◆ MATERIAL PROVIDED:
▬▬▬▬▬▬▬▬▬▬

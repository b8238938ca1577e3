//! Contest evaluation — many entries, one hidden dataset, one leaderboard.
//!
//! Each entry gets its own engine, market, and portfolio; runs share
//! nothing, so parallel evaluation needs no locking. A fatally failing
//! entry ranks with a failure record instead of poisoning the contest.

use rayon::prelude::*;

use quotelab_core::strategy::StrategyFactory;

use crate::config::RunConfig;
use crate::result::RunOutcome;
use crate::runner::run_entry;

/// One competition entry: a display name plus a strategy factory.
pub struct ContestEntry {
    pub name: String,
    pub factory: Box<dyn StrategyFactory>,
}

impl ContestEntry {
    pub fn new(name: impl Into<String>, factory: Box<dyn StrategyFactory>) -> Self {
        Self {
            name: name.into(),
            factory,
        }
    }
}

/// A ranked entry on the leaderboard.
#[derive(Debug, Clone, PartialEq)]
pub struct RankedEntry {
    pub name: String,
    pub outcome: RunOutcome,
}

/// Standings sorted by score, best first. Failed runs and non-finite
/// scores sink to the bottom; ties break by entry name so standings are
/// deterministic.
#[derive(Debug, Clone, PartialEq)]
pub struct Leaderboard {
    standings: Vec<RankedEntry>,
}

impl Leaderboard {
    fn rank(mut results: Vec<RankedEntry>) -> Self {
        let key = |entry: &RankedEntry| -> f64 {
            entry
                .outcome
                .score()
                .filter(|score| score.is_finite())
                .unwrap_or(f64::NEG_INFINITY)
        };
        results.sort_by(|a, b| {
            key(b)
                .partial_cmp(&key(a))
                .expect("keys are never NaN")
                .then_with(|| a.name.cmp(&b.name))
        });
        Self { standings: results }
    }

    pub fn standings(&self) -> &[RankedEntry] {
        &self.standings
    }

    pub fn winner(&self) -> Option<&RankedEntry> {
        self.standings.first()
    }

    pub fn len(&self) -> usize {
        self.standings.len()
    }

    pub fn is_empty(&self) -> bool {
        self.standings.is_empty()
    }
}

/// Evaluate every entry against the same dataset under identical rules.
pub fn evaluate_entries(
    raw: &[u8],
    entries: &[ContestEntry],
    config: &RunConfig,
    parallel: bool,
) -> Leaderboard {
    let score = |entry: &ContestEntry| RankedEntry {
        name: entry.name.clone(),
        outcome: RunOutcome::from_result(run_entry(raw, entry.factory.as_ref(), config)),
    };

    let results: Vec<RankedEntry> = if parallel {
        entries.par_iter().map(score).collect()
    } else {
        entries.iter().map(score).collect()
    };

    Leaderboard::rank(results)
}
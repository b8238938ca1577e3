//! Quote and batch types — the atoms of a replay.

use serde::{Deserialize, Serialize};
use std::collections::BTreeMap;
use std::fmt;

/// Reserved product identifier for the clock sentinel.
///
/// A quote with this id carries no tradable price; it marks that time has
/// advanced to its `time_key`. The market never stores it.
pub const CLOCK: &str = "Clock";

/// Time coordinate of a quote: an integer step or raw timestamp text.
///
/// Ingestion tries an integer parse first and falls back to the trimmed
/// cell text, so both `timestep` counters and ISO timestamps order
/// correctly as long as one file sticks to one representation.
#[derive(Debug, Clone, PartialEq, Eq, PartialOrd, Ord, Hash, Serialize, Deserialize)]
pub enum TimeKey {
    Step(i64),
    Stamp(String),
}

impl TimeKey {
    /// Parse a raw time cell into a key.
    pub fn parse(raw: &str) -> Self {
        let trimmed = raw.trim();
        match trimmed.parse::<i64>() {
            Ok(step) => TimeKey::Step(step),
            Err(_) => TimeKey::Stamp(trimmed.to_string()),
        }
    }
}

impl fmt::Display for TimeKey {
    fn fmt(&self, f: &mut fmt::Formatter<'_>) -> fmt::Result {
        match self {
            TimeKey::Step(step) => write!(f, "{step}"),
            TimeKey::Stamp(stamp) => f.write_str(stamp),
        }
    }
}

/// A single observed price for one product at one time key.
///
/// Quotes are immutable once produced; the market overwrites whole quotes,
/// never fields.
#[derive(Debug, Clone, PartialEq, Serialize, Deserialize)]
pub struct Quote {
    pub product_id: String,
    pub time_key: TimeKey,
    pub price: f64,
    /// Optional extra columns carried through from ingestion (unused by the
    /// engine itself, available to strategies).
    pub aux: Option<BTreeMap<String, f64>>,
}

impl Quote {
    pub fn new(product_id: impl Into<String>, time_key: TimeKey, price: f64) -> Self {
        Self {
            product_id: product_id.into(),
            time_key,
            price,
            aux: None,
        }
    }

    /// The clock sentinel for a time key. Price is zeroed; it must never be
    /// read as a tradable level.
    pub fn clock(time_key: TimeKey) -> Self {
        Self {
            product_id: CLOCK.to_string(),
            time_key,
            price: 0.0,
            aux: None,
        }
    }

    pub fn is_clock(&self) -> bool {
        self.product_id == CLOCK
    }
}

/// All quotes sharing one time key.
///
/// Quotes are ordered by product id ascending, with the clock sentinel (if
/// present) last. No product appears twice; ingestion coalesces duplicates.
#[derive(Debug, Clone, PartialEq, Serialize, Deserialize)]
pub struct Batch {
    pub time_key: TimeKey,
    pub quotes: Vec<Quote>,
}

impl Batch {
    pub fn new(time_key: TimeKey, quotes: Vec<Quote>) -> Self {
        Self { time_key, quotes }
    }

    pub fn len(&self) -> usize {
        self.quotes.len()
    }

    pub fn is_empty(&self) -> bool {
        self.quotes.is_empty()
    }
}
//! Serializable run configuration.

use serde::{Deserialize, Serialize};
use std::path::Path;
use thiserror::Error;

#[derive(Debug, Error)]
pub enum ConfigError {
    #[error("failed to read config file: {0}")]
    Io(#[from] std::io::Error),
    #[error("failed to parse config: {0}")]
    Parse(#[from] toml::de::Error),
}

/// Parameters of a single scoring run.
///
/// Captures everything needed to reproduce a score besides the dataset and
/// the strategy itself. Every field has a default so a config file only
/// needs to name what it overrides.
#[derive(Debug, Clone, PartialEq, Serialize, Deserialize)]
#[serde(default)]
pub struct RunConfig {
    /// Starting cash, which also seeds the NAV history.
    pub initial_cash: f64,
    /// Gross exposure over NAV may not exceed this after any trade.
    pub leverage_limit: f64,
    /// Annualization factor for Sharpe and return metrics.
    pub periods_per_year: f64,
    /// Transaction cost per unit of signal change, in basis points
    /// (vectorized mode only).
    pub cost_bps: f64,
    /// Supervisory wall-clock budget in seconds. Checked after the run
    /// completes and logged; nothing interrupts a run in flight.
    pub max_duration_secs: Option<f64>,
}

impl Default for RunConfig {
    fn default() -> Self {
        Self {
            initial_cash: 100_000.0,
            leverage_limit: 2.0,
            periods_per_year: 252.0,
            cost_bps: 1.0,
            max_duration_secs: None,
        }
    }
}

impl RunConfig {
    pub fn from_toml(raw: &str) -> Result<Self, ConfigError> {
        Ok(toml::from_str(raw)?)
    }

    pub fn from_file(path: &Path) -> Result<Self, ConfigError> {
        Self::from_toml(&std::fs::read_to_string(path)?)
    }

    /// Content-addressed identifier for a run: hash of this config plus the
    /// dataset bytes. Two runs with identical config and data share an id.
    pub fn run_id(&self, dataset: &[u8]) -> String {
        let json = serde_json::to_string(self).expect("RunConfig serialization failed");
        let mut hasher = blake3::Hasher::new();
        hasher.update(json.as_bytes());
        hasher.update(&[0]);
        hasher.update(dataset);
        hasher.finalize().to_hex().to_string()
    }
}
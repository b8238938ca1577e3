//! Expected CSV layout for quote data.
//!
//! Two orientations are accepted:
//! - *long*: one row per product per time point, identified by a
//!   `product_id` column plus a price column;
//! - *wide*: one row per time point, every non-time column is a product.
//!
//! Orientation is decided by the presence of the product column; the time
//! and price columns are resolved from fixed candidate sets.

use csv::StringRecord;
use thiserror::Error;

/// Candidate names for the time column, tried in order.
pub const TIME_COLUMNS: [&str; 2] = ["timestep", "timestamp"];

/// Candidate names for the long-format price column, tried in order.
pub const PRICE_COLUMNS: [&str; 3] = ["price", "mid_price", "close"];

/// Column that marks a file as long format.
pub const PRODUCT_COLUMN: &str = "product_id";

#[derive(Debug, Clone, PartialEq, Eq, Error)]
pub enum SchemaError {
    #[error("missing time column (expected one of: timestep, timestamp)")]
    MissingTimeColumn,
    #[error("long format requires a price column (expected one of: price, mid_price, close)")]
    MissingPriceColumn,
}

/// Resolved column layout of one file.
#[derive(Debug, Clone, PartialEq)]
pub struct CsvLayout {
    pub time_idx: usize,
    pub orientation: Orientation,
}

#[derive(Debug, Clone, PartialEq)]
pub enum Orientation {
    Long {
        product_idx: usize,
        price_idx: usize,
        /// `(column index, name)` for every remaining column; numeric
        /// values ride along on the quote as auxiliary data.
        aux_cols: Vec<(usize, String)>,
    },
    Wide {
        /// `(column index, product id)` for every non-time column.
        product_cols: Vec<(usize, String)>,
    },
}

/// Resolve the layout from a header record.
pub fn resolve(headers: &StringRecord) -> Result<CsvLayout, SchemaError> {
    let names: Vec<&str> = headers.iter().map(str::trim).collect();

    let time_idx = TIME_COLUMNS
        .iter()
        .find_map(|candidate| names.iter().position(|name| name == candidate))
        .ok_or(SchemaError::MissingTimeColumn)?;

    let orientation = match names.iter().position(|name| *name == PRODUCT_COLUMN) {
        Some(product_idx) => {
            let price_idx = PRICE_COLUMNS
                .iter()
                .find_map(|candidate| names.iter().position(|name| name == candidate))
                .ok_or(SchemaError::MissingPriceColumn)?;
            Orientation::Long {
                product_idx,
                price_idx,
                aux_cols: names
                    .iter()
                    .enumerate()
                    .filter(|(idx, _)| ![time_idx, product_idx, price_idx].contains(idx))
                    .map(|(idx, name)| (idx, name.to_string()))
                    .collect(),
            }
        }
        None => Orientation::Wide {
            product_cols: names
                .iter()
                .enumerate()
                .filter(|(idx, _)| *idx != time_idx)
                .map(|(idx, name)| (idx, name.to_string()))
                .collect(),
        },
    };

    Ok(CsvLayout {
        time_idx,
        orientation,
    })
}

▬▬▬▬▬▬▬▬▬▬

◆ TASK DETAILS:
Where does the word "close" occur in the data? Copy every line that has it.

◆ RESPONSE BOX:
pub const PRICE_COLUMNS: [&str; 3] = ["price", "mid_price", "close"];
    #[error("long format requires a price column (expected one of: price, mid_price, close)")]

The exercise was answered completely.